We did finally investigate certain paid clubs that staff didn't feel they had the skills to provide. As it was a huge culture shift we felt we had to get governor approval and canvas parental opinion before we decided to go ahead. They did start and the group only just has enough children to run. But it means a free teacher-led club can't run that night as the hall space is already booked. So in reality lots of other children have lost out on a free club so the very few that can afford to pay can have their club use the space.

TeenAndTween Tue 04-Nov-14 20:27:27

At DD2's primary, children on Pupil Premium can attend at least some paid-for clubs for free.

titchy Tue 04-Nov-14 21:01:31

Errrr you do sound a bit entitled. 'Why should MY children lose out....' If a particular activity is that important YOU spend the time and effort facilitating it. Why should you expect the head to?

InfantTeacher Tue 04-Nov-14 21:12:10

Sounds to me like the head is doing a really good job in providing free clubs for all. Don't forget that your DD's current school didn't just become 'good' on the day Ofsted inspected - to get a 'good' a school needs to have 3 years of good and improving data.
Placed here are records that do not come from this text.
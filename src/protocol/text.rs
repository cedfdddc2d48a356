//! The text command set: `COM_QUERY` and text-protocol row decoding (spec §4.3, §4.6).

use bytes::Bytes;

use crate::codec::{get_int_lenenc, BufMutExt};
use crate::error::Error;
use crate::protocol::column::ColumnDefinition;
use crate::value::MySqlValue;

pub const COM_QUERY: u8 = 0x03;

pub struct ComQuery<'a>(pub &'a str);

impl ComQuery<'_> {
    pub fn encode(&self, out: &mut Vec<u8>) {
        out.put_u8(COM_QUERY);
        out.extend_from_slice(self.0.as_bytes());
    }
}

/// Decodes one text-protocol row (spec §4.3 Text rows): each field is `0xFB` (NULL) or a
/// length-encoded string parsed per the column's declared type.
pub fn decode_text_row(payload: &Bytes, columns: &[ColumnDefinition]) -> Result<Vec<MySqlValue>, Error> {
    let mut buf: &[u8] = payload;
    let mut values = Vec::with_capacity(columns.len());

    for col in columns {
        if buf.first() == Some(&crate::codec::NULL_LENENC) {
            buf = &buf[1..];
            values.push(MySqlValue::Null);
            continue;
        }

        let len = get_int_lenenc(&mut buf)? as usize;
        if buf.len() < len {
            return Err(Error::IncompleteMessage(format!(
                "text row field for column {:?} declared {len} bytes, {} remaining",
                col.name,
                buf.len()
            )));
        }
        let field_start = payload.len() - buf.len();
        let field = payload.slice(field_start..field_start + len);
        buf = &buf[len..];

        values.push(MySqlValue::decode_text(col, field)?);
    }

    if !buf.is_empty() {
        return Err(Error::ExtraBytes {
            what: "text row",
            remaining: buf.len(),
        });
    }

    Ok(values)
}

#[cfg(test)]
mod tests {
    use super::*;
    use crate::protocol::column::{ColumnFlags, ColumnType};

    fn string_col(name: &str) -> ColumnDefinition {
        ColumnDefinition {
            schema: None,
            table: None,
            org_table: None,
            name: name.into(),
            org_name: "".into(),
            collation: 33,
            column_length: 255,
            column_type: ColumnType::VAR_STRING,
            flags: ColumnFlags::empty(),
            decimals: 0,
        }
    }

    fn int_col(name: &str) -> ColumnDefinition {
        ColumnDefinition {
            schema: None,
            table: None,
            org_table: None,
            name: name.into(),
            org_name: "".into(),
            collation: 63,
            column_length: 11,
            column_type: ColumnType::LONG,
            flags: ColumnFlags::empty(),
            decimals: 0,
        }
    }

    #[test]
    fn decodes_two_rows_like_s3() {
        // SELECT 'a', 1
        let mut buf = Vec::new();
        crate::codec::put_str_lenenc(&mut buf, "a");
        crate::codec::put_str_lenenc(&mut buf, "1");
        let payload = Bytes::from(buf);

        let columns = vec![string_col("'a'"), int_col("1")];
        let row = decode_text_row(&payload, &columns).unwrap();
        assert_eq!(row[0], MySqlValue::Bytes(Bytes::from_static(b"a")));
        assert_eq!(row[1], MySqlValue::Int(1));
    }

    #[test]
    fn decodes_null_field() {
        let mut buf = vec![crate::codec::NULL_LENENC];
        crate::codec::put_str_lenenc(&mut buf, "x");
        let payload = Bytes::from(buf);
        let columns = vec![string_col("a"), string_col("b")];
        let row = decode_text_row(&payload, &columns).unwrap();
        assert_eq!(row[0], MySqlValue::Null);
        assert_eq!(row[1], MySqlValue::Bytes(Bytes::from_static(b"x")));
    }
}
//! Handshake and capability negotiation (spec §4.5 Session engine).

use crate::charset::CharacterSet;
use crate::connection::stream::MySqlStream;
use crate::connection::tls;
use crate::error::Error;
use crate::io::Socket;
use crate::options::{MySqlConnectOptions, SslMode};
use crate::protocol::auth::{AuthPlugin, AuthResponse};
use crate::protocol::auth_switch::{AuthMoreData, AuthSwitchRequest};
use crate::protocol::handshake::{HandshakeResponse41, InitialHandshake, SslRequest};
use crate::protocol::{header_byte, Capabilities};

/// Session state produced by a successful handshake (spec §3 Session state).
pub struct EstablishedSession {
    pub stream: MySqlStream,
    pub connection_id: u32,
    pub capabilities: Capabilities,
    pub character_set: Option<CharacterSet>,
}

pub async fn establish(options: &MySqlConnectOptions) -> Result<EstablishedSession, Error> {
    let socket = Socket::connect_tcp(&options.host, options.port).await?;
    let mut stream = MySqlStream::new(socket, options.initial_buffer_size, options.max_buffer_size);

    let handshake_payload = stream.read_message().await?;
    if handshake_payload.first() == Some(&header_byte::ERR) {
        return Err(Error::Server(crate::error::MySqlDatabaseError::decode(
            &handshake_payload,
            true,
        )?));
    }
    let handshake = InitialHandshake::decode(&handshake_payload)?;

    let missing = Capabilities::MANDATORY - handshake.capabilities;
    if !missing.is_empty() {
        return Err(Error::ServerUnsupported("server is missing a required handshake capability"));
    }

    let mut capabilities = Capabilities::MANDATORY | Capabilities::MULTI_RESULTS | Capabilities::PS_MULTI_RESULTS;
    if options.database.is_some() {
        capabilities |= Capabilities::CONNECT_WITH_DB;
    }
    if options.multi_statements {
        capabilities |= Capabilities::MULTI_STATEMENTS;
    }
    if !options.connect_attrs.is_empty() {
        capabilities |= Capabilities::CONNECT_ATTRS;
    }

    let wants_ssl = match options.ssl_mode {
        SslMode::Disable => false,
        SslMode::Enable => handshake.capabilities.contains(Capabilities::SSL),
        SslMode::Require => {
            if !handshake.capabilities.contains(Capabilities::SSL) {
                return Err(Error::ServerDoesntSupportSsl);
            }
            true
        }
    };
    if wants_ssl {
        capabilities |= Capabilities::SSL;
    }

    let collation = options
        .collation
        .or_else(|| CharacterSet::from_collation_id(handshake.default_collation as u16))
        .unwrap_or_default();

    if wants_ssl {
        let mut ssl_request_payload = Vec::new();
        SslRequest {
            capabilities,
            max_packet_size: crate::frame::MAX_FRAME_PAYLOAD as u32,
            collation: collation.collation_id as u8,
        }
        .encode(&mut ssl_request_payload);
        stream.write_message(&ssl_request_payload).await?;

        stream = tls::upgrade(stream, options).await?;
    }

    stream.capabilities = capabilities;

    let mut auth_plugin = handshake.auth_plugin.unwrap_or(AuthPlugin::MySqlNativePassword);
    let password = options.password.as_deref().unwrap_or("");
    let mut auth_response = auth_plugin.compute(password, &handshake.auth_plugin_data)?;

    let connect_attrs: Vec<(String, String)> = options
        .connect_attrs
        .iter()
        .map(|(k, v)| (k.clone(), v.clone()))
        .collect();

    loop {
        let mut response_payload = Vec::new();
        HandshakeResponse41 {
            capabilities,
            max_packet_size: crate::frame::MAX_FRAME_PAYLOAD as u32,
            collation: collation.collation_id as u8,
            username: &options.username,
            auth_response: &auth_response,
            database: options.database.as_deref(),
            auth_plugin_name: auth_plugin.name(),
            connect_attrs: &connect_attrs,
        }
        .encode(&mut response_payload);
        stream.write_message(&response_payload).await?;

        let reply = stream.read_message().await?;
        match reply.first() {
            Some(&header_byte::OK) => break,
            Some(&header_byte::ERR) => {
                let protocol_41 = capabilities.contains(Capabilities::PROTOCOL_41);
                return Err(Error::Server(crate::error::MySqlDatabaseError::decode(
                    &reply,
                    protocol_41,
                )?));
            }
            Some(&AuthSwitchRequest::HEADER) => {
                let switch = AuthSwitchRequest::decode(&reply)?;
                auth_plugin = AuthPlugin::by_name(&switch.plugin_name)?;
                auth_response = auth_plugin.compute(password, &switch.plugin_data)?;
            }
            Some(&AuthMoreData::HEADER) => {
                let more = AuthMoreData::decode(&reply)?;
                match auth_plugin.handle_more_data(
                    &more.data,
                    password,
                    &handshake.auth_plugin_data,
                    stream.is_tls(),
                )? {
                    AuthResponse::Data(data) => {
                        auth_response = data;
                    }
                    AuthResponse::WaitForServer => {
                        let final_reply = stream.read_message().await?;
                        match final_reply.first() {
                            Some(&header_byte::OK) => break,
                            Some(&header_byte::ERR) => {
                                let protocol_41 = capabilities.contains(Capabilities::PROTOCOL_41);
                                return Err(Error::Server(crate::error::MySqlDatabaseError::decode(
                                    &final_reply,
                                    protocol_41,
                                )?));
                            }
                            other => {
                                return Err(Error::ProtocolValueError(format!(
                                    "unexpected packet {other:?} waiting for fast-auth OK"
                                )))
                            }
                        }
                    }
                }
            }
            other => {
                return Err(Error::ProtocolValueError(format!(
                    "unexpected packet {other:?} during handshake"
                )))
            }
        }
    }

    Ok(EstablishedSession {
        stream,
        connection_id: handshake.connection_id,
        capabilities,
        character_set: Some(collation),
    })
}
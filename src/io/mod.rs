//! Transport plumbing the frame layer runs over (spec §4.11 Async runtime glue, restricted to
//! the one concrete Tokio binding this crate ships).

mod socket;
mod tls;

pub use socket::Socket;
pub use tls::TlsConfig;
bearwithspecs Thu 06-Nov-14 13:29:55

At our school after school club is 5 pounds a day. The external provider clubs are also the same amount. Ie sports or music etc There are no free afterschool activities at all, although there are several things to choose from. I think they are cheap and they are well used by working parents. It is however strictly not open to those who can't afford it I guess - I had never really thought of it in that light. On that basis your HT is right.
Our school is amazing but the TAs have commented before that some parents think they are a childcare provider and not a school lol. I am not sure our teachers could take on ASC as well as everything else for no money.
You get lots for free. Think yourself lucky. I wish we did !!!

WineAndChocolateyummy Thu 06-Nov-14 15:06:06

I realise I haven't expressed myself well particularly. It was more a point me asking the head if they had ever run a particular type of educational club before and what her view of it was. As I said upthread, I do totally get where HT was coming from regarding the families who couldn't afford it. At Head request I have given the information about the club for HT to see if it meets school requirements and should there be an issue regarding funding, I will very happily get involved in fund raising to enable to school to involve all children who are interested. And, without ever looking into clubs funded by the parents who can afford it, we'll never know what arrangments can be made for those that can't. Eg, get ten paying children in and five free spaces can be made available.

As a parent who is VERY involved in whatever school my child attends, I really do like to do the best for everyone, and I wish where education was concerned, everyone truly was equal.